Task objective
From the listing that follows, count the lines including "SoftDelete" and give the number alone.

Records supplied

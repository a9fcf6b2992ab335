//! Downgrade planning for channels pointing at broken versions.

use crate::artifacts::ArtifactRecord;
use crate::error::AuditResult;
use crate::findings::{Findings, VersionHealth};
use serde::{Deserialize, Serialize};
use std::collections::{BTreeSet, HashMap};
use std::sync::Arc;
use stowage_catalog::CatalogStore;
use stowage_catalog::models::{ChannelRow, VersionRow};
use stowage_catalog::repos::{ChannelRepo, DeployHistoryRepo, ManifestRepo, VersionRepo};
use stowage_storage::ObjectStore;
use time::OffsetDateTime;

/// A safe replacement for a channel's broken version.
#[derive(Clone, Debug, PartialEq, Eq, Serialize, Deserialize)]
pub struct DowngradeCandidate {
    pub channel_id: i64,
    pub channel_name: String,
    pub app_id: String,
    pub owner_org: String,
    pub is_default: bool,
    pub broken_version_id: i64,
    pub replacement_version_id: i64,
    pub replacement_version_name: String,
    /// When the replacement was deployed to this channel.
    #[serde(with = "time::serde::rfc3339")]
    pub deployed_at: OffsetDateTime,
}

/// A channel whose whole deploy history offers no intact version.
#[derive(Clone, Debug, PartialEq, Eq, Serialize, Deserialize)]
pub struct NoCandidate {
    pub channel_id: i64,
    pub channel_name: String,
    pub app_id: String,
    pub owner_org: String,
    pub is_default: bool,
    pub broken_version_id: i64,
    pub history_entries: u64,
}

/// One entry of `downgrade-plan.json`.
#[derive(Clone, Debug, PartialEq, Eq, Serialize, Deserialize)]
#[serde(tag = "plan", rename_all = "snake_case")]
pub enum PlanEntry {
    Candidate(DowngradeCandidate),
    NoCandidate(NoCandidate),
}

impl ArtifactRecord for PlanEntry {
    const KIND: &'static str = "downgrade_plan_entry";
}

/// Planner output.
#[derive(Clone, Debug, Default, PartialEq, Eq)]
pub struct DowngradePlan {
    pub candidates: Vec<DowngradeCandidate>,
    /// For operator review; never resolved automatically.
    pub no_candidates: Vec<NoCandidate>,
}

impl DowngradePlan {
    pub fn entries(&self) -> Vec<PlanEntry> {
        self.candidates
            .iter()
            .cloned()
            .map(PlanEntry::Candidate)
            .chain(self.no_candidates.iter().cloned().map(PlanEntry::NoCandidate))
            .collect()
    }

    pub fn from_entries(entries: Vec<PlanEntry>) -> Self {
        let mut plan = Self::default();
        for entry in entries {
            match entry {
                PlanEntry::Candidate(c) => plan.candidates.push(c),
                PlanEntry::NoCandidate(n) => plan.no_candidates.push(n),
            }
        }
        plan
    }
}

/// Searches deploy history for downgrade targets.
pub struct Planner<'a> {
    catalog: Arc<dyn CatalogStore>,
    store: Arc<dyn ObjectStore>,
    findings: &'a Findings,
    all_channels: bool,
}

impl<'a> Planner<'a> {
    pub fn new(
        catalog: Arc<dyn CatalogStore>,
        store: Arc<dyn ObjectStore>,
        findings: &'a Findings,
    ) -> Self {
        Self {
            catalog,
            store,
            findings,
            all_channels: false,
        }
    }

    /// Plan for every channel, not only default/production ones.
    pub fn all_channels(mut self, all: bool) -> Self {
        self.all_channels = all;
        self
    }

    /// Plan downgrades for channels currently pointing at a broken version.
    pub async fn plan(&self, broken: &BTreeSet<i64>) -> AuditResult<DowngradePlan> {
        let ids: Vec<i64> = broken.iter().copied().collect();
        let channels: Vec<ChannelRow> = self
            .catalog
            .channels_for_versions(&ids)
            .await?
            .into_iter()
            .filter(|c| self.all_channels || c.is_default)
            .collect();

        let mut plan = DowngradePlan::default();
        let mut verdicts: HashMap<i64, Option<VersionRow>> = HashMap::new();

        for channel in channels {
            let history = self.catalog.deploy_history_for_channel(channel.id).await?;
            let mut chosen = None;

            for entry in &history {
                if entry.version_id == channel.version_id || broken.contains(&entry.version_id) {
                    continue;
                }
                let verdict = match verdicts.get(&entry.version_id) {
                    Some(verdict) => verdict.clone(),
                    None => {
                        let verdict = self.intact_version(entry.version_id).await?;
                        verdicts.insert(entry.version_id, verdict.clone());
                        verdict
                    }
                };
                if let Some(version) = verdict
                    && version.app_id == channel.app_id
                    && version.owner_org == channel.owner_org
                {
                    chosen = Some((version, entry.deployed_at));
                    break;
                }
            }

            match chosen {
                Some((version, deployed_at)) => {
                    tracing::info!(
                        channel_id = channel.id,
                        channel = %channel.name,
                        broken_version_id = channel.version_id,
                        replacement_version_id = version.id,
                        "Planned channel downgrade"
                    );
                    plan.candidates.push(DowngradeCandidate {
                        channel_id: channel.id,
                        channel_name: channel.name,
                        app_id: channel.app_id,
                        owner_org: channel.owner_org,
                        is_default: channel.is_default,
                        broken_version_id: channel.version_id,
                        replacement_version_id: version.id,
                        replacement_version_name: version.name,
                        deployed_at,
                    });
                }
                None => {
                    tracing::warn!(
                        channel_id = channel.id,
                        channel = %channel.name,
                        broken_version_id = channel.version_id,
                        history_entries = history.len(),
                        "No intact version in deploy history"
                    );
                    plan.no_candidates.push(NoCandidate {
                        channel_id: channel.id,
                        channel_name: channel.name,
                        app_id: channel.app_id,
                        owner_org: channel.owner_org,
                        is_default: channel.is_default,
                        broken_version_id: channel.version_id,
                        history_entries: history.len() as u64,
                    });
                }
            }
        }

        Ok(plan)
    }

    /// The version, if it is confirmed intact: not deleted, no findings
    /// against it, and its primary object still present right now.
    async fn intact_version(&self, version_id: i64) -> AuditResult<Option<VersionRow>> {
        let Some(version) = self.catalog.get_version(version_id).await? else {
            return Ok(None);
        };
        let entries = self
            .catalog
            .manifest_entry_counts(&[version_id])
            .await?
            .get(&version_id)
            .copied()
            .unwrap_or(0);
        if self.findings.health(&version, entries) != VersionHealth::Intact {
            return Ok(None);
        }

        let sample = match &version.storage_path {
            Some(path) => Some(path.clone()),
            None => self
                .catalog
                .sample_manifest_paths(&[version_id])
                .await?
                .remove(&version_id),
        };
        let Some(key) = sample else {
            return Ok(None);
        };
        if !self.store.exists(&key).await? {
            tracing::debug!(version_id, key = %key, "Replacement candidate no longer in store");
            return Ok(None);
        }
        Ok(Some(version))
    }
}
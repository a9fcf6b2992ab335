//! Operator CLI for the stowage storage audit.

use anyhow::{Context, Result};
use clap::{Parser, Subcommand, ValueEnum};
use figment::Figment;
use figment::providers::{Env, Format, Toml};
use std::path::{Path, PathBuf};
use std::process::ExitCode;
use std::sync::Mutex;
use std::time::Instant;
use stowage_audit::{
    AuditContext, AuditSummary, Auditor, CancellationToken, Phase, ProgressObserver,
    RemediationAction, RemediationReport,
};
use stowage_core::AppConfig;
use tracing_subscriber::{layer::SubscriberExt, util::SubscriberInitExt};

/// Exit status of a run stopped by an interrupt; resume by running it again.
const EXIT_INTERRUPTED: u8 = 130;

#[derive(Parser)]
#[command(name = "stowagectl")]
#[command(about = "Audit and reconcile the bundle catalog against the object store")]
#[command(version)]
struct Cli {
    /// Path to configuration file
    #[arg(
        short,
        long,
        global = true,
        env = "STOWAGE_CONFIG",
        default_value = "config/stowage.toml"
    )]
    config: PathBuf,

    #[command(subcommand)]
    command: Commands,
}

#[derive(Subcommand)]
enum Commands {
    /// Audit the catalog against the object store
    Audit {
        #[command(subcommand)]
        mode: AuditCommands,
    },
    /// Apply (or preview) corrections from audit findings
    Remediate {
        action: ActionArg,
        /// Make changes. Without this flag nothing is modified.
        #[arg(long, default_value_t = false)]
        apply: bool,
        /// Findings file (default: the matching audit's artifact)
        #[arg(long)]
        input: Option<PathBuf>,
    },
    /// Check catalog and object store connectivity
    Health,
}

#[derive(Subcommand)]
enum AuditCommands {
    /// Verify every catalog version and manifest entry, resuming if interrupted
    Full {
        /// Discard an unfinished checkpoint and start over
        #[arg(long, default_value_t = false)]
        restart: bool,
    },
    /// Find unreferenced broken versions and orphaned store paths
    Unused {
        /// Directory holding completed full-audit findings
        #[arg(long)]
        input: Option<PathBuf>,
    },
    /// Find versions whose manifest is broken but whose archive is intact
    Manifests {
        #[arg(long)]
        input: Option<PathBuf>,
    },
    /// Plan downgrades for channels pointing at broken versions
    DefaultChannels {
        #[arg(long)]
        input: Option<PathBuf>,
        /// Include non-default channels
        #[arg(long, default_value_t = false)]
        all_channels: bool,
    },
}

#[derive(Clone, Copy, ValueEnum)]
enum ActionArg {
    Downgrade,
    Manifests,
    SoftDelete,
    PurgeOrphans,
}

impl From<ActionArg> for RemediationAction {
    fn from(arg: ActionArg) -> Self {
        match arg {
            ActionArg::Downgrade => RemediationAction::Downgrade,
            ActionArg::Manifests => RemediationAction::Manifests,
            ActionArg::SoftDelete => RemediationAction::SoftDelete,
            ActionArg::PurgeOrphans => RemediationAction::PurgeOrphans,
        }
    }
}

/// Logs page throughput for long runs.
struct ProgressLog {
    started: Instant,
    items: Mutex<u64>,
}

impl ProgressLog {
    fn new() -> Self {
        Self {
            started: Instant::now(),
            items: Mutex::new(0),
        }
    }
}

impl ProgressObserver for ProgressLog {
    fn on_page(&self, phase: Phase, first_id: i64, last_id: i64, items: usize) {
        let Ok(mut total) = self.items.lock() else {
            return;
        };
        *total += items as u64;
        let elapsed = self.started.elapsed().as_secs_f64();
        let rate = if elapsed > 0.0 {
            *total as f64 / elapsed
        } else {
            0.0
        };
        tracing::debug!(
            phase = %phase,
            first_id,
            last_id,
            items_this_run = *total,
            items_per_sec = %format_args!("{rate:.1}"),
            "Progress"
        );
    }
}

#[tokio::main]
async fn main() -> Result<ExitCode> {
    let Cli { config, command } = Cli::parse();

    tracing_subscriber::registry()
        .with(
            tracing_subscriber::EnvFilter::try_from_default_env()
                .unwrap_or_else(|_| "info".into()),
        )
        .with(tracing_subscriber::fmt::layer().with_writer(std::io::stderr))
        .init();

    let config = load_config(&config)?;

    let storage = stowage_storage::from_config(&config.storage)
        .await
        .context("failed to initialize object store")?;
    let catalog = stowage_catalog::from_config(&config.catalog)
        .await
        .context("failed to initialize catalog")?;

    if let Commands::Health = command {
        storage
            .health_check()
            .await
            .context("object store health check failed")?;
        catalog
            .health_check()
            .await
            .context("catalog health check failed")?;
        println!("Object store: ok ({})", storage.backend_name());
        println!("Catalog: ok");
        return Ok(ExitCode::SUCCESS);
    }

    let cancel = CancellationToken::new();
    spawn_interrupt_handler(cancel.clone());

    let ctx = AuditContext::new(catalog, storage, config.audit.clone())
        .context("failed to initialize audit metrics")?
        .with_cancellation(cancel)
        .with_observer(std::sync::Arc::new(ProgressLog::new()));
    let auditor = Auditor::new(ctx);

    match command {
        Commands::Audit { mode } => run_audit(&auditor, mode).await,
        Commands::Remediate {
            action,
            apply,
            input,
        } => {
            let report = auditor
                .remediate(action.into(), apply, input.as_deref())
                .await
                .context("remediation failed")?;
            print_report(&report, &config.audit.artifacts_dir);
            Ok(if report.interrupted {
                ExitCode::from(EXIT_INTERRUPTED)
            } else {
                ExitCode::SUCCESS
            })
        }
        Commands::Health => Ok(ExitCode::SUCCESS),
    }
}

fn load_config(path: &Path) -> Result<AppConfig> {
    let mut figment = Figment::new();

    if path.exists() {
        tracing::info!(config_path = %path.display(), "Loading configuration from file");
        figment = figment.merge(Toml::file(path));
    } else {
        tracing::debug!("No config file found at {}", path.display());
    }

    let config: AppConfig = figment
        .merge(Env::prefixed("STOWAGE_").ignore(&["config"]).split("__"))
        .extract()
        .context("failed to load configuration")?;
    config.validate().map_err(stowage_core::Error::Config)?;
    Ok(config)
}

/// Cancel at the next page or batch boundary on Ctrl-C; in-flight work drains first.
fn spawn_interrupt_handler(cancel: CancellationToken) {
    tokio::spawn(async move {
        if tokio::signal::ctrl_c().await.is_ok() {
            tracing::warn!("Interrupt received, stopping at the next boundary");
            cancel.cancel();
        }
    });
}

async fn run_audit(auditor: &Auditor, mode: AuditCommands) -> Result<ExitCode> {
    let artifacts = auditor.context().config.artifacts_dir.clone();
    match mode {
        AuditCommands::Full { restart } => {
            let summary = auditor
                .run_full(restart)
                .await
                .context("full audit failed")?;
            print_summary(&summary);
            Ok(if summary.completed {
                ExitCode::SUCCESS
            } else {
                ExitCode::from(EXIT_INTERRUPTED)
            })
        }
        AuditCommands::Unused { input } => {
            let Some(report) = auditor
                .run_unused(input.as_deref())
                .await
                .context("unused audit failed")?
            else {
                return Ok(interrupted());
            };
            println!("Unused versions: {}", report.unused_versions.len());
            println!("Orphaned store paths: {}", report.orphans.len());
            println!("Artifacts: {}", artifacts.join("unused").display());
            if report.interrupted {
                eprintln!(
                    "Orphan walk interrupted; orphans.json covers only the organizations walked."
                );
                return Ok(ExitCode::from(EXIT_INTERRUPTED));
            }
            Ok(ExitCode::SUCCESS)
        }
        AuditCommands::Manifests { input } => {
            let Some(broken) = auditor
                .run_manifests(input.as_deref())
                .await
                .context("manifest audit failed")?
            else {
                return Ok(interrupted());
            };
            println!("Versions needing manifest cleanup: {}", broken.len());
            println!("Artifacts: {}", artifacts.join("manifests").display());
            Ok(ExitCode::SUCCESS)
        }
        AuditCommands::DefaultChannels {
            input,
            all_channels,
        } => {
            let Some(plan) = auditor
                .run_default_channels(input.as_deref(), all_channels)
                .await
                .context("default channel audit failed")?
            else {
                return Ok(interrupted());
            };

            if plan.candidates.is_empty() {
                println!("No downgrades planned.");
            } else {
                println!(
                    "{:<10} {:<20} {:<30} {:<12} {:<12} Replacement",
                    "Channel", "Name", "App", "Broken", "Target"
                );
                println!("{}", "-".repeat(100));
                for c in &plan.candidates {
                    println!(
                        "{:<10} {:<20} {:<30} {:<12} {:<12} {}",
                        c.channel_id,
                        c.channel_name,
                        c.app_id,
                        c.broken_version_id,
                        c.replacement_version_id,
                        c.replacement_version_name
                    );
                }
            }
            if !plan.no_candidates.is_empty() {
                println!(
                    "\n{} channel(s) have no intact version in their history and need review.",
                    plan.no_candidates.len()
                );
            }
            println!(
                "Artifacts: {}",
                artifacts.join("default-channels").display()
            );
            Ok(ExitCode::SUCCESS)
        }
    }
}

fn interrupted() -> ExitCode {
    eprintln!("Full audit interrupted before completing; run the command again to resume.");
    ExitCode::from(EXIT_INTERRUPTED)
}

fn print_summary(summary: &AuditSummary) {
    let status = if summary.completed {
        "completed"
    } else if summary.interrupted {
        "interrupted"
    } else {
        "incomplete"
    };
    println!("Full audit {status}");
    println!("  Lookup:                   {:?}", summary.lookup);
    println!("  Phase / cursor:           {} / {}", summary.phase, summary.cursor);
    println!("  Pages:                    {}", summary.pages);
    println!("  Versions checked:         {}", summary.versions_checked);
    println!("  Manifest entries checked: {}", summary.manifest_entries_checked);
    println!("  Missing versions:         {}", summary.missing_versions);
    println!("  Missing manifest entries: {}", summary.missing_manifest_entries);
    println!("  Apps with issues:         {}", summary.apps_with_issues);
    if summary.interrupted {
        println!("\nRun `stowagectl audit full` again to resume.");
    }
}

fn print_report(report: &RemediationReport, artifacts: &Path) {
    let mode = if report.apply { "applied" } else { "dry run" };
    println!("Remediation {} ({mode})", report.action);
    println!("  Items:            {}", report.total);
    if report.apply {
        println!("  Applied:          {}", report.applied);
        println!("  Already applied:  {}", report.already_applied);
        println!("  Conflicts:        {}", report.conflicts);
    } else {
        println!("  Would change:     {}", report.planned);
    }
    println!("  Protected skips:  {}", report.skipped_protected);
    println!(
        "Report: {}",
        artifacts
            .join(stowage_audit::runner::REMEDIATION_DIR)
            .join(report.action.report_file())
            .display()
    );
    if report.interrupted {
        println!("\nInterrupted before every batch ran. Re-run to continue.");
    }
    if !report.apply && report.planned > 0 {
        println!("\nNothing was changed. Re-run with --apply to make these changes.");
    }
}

Solution to the problem
2